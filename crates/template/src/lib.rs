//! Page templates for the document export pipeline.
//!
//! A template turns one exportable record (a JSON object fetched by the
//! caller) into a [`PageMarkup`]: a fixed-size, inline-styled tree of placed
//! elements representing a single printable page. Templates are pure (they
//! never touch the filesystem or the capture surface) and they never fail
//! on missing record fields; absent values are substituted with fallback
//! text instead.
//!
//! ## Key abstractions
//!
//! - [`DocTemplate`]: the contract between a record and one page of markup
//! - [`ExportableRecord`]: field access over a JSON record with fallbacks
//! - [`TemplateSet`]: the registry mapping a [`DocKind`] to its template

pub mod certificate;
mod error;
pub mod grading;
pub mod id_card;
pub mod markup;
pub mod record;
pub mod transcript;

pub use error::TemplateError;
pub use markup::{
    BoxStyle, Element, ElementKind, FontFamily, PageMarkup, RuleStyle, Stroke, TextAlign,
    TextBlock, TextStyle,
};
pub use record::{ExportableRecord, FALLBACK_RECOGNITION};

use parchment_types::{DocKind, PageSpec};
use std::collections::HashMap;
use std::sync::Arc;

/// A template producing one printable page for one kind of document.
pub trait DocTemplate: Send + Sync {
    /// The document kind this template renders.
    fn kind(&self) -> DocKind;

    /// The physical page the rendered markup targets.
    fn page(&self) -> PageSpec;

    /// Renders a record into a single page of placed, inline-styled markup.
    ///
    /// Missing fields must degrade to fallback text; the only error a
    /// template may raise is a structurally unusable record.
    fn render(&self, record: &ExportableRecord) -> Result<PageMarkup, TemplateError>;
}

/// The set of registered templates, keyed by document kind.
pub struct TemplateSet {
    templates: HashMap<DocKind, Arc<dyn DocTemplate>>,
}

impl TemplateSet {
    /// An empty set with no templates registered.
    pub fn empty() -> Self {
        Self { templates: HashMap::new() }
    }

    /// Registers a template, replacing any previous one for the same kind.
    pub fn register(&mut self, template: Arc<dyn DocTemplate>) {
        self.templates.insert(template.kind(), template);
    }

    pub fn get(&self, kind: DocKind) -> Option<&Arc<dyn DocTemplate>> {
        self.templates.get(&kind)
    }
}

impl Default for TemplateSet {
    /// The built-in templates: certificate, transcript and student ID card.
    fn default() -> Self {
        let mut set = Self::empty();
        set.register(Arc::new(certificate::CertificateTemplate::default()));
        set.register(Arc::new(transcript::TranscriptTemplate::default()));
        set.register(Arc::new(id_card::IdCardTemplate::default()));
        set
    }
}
....................
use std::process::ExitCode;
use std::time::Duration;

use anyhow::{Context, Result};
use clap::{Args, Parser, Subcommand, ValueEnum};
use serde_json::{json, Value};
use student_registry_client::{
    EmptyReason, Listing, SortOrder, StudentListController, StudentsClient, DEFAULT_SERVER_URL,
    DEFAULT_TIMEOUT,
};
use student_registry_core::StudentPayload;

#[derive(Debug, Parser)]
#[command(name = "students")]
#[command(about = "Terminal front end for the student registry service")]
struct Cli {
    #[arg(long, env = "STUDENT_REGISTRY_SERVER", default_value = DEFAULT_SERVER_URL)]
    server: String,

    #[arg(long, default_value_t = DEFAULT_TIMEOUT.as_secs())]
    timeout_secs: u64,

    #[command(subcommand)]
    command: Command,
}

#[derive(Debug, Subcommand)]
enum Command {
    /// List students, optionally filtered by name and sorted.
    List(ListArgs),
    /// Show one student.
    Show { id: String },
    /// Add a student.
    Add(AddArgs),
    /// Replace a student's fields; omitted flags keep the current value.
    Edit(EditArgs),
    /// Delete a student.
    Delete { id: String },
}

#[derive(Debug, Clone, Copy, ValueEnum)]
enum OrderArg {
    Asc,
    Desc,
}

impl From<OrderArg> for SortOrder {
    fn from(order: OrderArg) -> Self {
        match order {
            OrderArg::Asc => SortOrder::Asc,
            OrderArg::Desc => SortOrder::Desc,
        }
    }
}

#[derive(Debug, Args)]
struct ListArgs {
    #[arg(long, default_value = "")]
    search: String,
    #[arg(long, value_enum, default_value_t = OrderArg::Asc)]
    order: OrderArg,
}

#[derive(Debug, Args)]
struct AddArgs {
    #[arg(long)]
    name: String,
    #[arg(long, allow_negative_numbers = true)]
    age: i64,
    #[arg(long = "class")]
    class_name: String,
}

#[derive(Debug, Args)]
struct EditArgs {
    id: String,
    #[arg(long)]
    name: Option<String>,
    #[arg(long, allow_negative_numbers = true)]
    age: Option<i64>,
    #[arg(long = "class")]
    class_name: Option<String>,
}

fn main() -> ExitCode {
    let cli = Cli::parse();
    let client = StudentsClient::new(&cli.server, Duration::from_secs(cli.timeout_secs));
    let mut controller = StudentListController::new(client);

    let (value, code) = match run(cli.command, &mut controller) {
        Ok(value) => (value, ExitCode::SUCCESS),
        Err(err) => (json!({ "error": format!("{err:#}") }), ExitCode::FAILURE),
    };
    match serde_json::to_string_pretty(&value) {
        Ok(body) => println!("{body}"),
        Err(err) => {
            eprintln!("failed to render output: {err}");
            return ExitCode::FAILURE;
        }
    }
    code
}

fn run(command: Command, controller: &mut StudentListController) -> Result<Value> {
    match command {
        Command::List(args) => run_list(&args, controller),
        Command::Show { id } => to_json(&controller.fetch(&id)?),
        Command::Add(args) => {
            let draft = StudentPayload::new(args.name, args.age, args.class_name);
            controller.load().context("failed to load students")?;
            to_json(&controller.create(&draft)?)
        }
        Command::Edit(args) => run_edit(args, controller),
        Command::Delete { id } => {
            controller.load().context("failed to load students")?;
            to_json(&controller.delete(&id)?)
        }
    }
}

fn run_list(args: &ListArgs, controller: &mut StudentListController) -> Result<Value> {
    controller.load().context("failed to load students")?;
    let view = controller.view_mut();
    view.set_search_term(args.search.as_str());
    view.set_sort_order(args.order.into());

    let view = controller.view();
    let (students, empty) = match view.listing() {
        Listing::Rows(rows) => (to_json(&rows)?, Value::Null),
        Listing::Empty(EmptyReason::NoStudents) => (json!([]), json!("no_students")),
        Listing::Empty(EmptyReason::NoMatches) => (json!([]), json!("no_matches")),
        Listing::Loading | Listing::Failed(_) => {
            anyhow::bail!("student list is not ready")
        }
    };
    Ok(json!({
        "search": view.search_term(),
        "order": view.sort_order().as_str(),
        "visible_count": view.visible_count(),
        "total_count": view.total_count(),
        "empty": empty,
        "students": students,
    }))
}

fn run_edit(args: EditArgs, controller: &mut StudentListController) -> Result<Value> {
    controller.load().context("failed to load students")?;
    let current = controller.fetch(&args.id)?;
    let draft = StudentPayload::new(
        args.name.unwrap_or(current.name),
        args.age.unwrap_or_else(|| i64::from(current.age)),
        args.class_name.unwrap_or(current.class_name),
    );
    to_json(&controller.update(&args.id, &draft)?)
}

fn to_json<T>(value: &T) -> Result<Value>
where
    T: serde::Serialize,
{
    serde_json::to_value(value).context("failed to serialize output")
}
....................
WHAT NEEDS TO BE DONE - Please transcribe exactly the lines above from the line that has "#[arg(long, default_value_t = DEFAULT_TIMEOUT.as_secs())]" up to and including the line that has "let mut controller"; no other line belongs in the answer.

OUTPUT BELOW -
    #[arg(long, default_value_t = DEFAULT_TIMEOUT.as_secs())]
    timeout_secs: u64,

    #[command(subcommand)]
    command: Command,
}

#[derive(Debug, Subcommand)]
enum Command {
    /// List students, optionally filtered by name and sorted.
    List(ListArgs),
    /// Show one student.
    Show { id: String },
    /// Add a student.
    Add(AddArgs),
    /// Replace a student's fields; omitted flags keep the current value.
    Edit(EditArgs),
    /// Delete a student.
    Delete { id: String },
}

#[derive(Debug, Clone, Copy, ValueEnum)]
enum OrderArg {
    Asc,
    Desc,
}

impl From<OrderArg> for SortOrder {
    fn from(order: OrderArg) -> Self {
        match order {
            OrderArg::Asc => SortOrder::Asc,
            OrderArg::Desc => SortOrder::Desc,
        }
    }
}

#[derive(Debug, Args)]
struct ListArgs {
    #[arg(long, default_value = "")]
    search: String,
    #[arg(long, value_enum, default_value_t = OrderArg::Asc)]
    order: OrderArg,
}

#[derive(Debug, Args)]
struct AddArgs {
    #[arg(long)]
    name: String,
    #[arg(long, allow_negative_numbers = true)]
    age: i64,
    #[arg(long = "class")]
    class_name: String,
}

#[derive(Debug, Args)]
struct EditArgs {
    id: String,
    #[arg(long)]
    name: Option<String>,
    #[arg(long, allow_negative_numbers = true)]
    age: Option<i64>,
    #[arg(long = "class")]
    class_name: Option<String>,
}

fn main() -> ExitCode {
    let cli = Cli::parse();
    let client = StudentsClient::new(&cli.server, Duration::from_secs(cli.timeout_secs));
    let mut controller = StudentListController::new(client);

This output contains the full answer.